Saved data entries:
========================================
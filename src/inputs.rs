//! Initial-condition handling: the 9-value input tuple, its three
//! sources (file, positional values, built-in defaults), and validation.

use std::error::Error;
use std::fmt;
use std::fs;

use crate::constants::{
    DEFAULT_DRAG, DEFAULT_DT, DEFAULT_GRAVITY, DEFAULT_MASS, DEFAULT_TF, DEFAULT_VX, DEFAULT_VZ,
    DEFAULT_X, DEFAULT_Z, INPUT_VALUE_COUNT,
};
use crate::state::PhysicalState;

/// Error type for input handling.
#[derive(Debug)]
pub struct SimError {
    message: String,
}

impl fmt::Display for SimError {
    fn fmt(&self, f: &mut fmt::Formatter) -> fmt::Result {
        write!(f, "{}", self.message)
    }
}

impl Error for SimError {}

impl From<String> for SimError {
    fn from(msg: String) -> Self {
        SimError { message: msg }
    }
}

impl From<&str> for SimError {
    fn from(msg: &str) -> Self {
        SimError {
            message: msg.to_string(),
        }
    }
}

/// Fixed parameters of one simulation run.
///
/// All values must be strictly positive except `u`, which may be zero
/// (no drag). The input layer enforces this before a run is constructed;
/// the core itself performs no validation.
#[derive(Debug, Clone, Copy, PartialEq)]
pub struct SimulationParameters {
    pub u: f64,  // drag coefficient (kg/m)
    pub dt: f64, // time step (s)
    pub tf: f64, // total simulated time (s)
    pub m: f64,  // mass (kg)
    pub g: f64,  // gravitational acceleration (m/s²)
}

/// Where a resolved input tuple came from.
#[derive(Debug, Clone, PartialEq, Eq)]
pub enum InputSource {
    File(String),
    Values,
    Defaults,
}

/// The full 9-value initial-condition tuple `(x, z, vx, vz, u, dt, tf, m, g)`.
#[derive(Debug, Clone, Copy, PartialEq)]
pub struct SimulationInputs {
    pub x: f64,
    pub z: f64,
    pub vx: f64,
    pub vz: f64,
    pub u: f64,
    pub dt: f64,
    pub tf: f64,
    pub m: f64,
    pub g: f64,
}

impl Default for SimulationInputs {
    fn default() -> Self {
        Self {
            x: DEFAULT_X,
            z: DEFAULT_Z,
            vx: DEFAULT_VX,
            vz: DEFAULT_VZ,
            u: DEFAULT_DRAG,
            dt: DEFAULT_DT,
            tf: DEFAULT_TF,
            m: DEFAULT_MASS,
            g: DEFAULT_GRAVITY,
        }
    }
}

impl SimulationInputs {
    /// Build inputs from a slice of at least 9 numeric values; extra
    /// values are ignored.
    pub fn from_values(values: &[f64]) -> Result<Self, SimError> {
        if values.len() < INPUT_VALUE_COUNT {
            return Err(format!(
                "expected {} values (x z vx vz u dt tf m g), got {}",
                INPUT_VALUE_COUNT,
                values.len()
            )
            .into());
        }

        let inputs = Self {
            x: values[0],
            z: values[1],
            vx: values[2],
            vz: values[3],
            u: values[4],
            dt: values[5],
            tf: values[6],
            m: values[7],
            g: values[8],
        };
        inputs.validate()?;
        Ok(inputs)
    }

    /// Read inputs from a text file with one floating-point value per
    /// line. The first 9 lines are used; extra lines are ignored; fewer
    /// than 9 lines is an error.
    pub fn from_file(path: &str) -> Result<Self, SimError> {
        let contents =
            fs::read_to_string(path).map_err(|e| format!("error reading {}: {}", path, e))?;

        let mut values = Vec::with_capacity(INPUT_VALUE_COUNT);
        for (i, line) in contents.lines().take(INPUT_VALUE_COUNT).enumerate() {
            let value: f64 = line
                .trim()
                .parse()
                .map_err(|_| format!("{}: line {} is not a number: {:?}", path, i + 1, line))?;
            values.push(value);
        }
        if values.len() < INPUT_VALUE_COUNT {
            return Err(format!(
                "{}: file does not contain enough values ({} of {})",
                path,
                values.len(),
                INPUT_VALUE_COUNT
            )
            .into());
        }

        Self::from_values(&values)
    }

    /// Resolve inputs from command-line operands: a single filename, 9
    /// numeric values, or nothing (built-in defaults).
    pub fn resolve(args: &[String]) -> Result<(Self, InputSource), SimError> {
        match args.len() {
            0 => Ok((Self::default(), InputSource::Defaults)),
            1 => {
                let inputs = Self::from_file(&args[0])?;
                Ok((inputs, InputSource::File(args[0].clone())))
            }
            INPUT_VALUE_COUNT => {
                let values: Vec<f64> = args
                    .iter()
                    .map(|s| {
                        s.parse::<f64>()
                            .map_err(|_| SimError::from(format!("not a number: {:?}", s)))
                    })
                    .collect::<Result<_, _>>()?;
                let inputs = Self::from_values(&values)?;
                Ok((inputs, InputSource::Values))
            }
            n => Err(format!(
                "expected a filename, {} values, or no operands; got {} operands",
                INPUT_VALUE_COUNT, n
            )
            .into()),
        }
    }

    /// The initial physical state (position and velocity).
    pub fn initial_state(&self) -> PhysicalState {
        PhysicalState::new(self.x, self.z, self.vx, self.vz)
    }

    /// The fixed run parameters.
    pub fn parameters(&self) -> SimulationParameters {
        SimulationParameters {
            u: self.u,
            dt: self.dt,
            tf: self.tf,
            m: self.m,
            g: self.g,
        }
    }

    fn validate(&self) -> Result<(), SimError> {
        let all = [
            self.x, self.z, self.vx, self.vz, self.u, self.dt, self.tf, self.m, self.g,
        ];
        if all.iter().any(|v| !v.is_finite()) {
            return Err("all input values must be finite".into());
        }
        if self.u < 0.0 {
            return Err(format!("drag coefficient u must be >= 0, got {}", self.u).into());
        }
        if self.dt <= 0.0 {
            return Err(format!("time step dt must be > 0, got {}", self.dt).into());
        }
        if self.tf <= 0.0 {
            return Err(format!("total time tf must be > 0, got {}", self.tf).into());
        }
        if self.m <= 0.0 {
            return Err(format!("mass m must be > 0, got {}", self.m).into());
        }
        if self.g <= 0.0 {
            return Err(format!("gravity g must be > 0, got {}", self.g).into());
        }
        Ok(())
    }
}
========================================
▶ Your instructions: Going line by line through the data, tally each one that includes the string "tuple", and answer with the tally only.

▶ Task answer: 3